Le spécialiste des maladies lipidiques s’est d’abord attaqué à un gros morceau, le cholestérol. Ce lipide démonisé est essentiel au bon fonctionnement de l’organisme, a-t-il rappelé. On le retrouve en abondance dans le foie, le cerveau et la moelle épinière. C’est un composant majeur des membranes cellulaires, mais aussi un précurseur de nombreuses molécules notamment les hormones stéroïdes (cortisol, cortisone, et aldostérone), les hormones stéroïdes sexuelles (progestérone, œstrogènes, et testostérone), les acides biliaires et la vitamine D3, qui intervient dans la formation des os. Même si on réduisait à zéro la consommation de cholestérol dans notre alimentation, ce lipide serait quand même présent dans l’organisme parce que le foie le synthétise à partir d’autres molécules. Le cholestérol n’est pas mauvais en soi, sauf s’il est trop abondant. Il favorise alors la formation de dépôts sur la paroi des artères, ce qui entraîne leur durcissement et leur rétrécissement et, du coup, un risque accru de maladies cardiovasculaires.
Le bon et le mauvais?
Pour se déplacer dans l’organisme, le cholestérol s’associe à des lipoprotéines du sang. Les deux types les plus connus sont les LDL, couramment appelés mauvais cholestérol, et les HDL, le bon cholestérol. Les LDL transportent le cholestérol du foie vers l’organisme et les HDL le ramènent au foie où il est dégradé. «Les deux transporteurs jouent un rôle essentiel, a souligné le professeur Julien. Il ne faut pas viser l’élimination des LDL, mais leur rétablissement à un taux normal.»
Les médicaments anticholestérol servent à abaisser son absorption par l’intestin ou encore sa synthèse dans le foie.

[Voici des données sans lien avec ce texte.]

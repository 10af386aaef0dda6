// SPDX-License-Identifier: BUSL-1.1
// Copyright (c) 2026 Alfred Jean LLC

//! Bundle of every probe a `Cycle` needs.

use crate::checksum::ChecksumProbe;
use crate::control::ControlProbe;
use crate::filesystem::FilesystemProbe;
use crate::icmp::IcmpProbe;
use crate::process::ProcessProbe;
use crate::program::ProgramProbe;
use crate::socket::{ProtocolProbe, SocketProbe};
use crate::stat::StatProbe;

/// A validator reaches `probes.process()`, `probes.stat()`, etc. rather than
/// taking nine separate trait-object parameters.
pub trait ProbeSet: Send + Sync {
    fn process(&self) -> &dyn ProcessProbe;
    fn filesystem(&self) -> &dyn FilesystemProbe;
    fn checksum(&self) -> &dyn ChecksumProbe;
    fn stat(&self) -> &dyn StatProbe;
    fn socket(&self) -> &dyn SocketProbe;
    fn protocol(&self) -> &dyn ProtocolProbe;
    fn icmp(&self) -> &dyn IcmpProbe;
    fn program(&self) -> &dyn ProgramProbe;
    fn control(&self) -> &dyn ControlProbe;
}

#[cfg(any(test, feature = "test-support"))]
pub use fake::FakeProbeSet;

#[cfg(any(test, feature = "test-support"))]
mod fake {
    use super::ProbeSet;
    use crate::checksum::{ChecksumProbe, FakeChecksumProbe};
    use crate::control::{ControlProbe, FakeControlProbe};
    use crate::filesystem::{FakeFilesystemProbe, FilesystemProbe};
    use crate::icmp::{FakeIcmpProbe, IcmpProbe};
    use crate::process::{FakeProcessProbe, ProcessProbe};
    use crate::program::{FakeProgramProbe, ProgramProbe};
    use crate::socket::{FakeSocketProbe, ProtocolProbe, ProtocolRegistry, SocketProbe};
    use crate::stat::{FakeStatProbe, StatProbe};

    /// A `ProbeSet` wired entirely from `Fake*` probes, for engine-level tests.
    #[derive(Clone, Default)]
    pub struct FakeProbeSet {
        pub process: FakeProcessProbe,
        pub filesystem: FakeFilesystemProbe,
        pub checksum: FakeChecksumProbe,
        pub stat: FakeStatProbe,
        pub socket: FakeSocketProbe,
        pub protocol: ProtocolRegistry,
        pub icmp: FakeIcmpProbe,
        pub program: FakeProgramProbe,
        pub control: FakeControlProbe,
    }

    impl FakeProbeSet {
        pub fn new() -> Self {
            Self::default()
        }
    }

    impl ProbeSet for FakeProbeSet {
        fn process(&self) -> &dyn ProcessProbe {
            &self.process
        }
        fn filesystem(&self) -> &dyn FilesystemProbe {
            &self.filesystem
        }
        fn checksum(&self) -> &dyn ChecksumProbe {
            &self.checksum
        }
        fn stat(&self) -> &dyn StatProbe {
            &self.stat
        }
        fn socket(&self) -> &dyn SocketProbe {
            &self.socket
        }
        fn protocol(&self) -> &dyn ProtocolProbe {
            &self.protocol
        }
        fn icmp(&self) -> &dyn IcmpProbe {
            &self.icmp
        }
        fn program(&self) -> &dyn ProgramProbe {
            &self.program
        }
        fn control(&self) -> &dyn ControlProbe {
            &self.control
        }
    }

    #[cfg(test)]
    #[path = "probe_set_fake_tests.rs"]
    mod tests;
}

#[cfg(test)]
#[path = "probe_set_tests.rs"]
mod tests;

Dans les cas où la génétique n’est pas en cause, une personne peut améliorer son profil lipidique en modifiant son alimentation. La faible teneur ou l’absence de cholestérol dans des aliments est d’ailleurs devenue un argument de vente très exploité. «Ce que les étiquettes ne disent pas c’est que le cholestérol est un lipide d’origine animale», a rappelé le conférencier. Il n’y en a donc pas dans les pommes de terre, ce qui signifie qu’à moins d’utiliser des graisses animales pour la cuisson, il n’y en a jamais eu dans les chips ou dans les frites.
L’exercice peut aussi contribuer à réduire les risques associés à un taux anormal de cholestérol. En effet, l’activité physique augmente la concentration des HDL, ce qui favorise l’élimination du cholestérol par le foie. «Pas besoin de faire un entraînement de marathonien pour obtenir cet effet, précise Pierre Julien. Une marche quotidienne d’une trentaine de minutes fait le travail.»
Omega-3, 6 et 9
Le professeur Julien s’est aussi attardé au cas d’une famille d’acides gras à la mode, les oméga-3, dont la liste des vertus ne cesse d’allonger. Au point où une certaine confusion s’est installée autour des autres acides gras dont le nom inclut le terme oméga. L’alimentation occidentale est riche en oméga-6, a rappelé le conférencier. Trop riche, en fait, ce qui contribuerait à la prolifération des maladies inflammatoires. «Il faut viser une consommation égale en oméga-3 et en oméga-6», a-t-il rappelé. Les consommateurs qui pensent en avoir plus pour leur argent en achetant des suppléments contenant un mélange de ces deux types d’acides gras se leurrent. Quant aux oméga-9, abondants dans l’huile d’olive et les noix, ils sont dits non essentiels — contrairement aux oméga-3 et 6 - parce que l’organisme peut les synthétiser à partir d’autres acides gras.
Par ailleurs, tous les oméga-3 ne se valent pas, a expliqué le conférencier. Ainsi, les oméga-3 de source marine — comme l’EPA et le DHA — sont directement assimilables par l’organisme. Par contre, le corps humain convertit au mieux 10 % des oméga-3 contenus dans l’huile de lin en EPA ou en DHA. Il faudrait donc consommer 10 gélules d’huile de lin pour obtenir l’effet d’une gélule d’EPA ou de DHA. Enfin, précise Pierre Julien, contrairement à une croyance répandue, les concentrations d’oméga-3 dans les saumons sauvages ne sont pas plus élevées que dans les saumons d'élevage ou les truites arc-en-ciel d'élevage. Les truites sauvages afficheraient toutefois des concentrations trois fois plus faibles en oméga-3.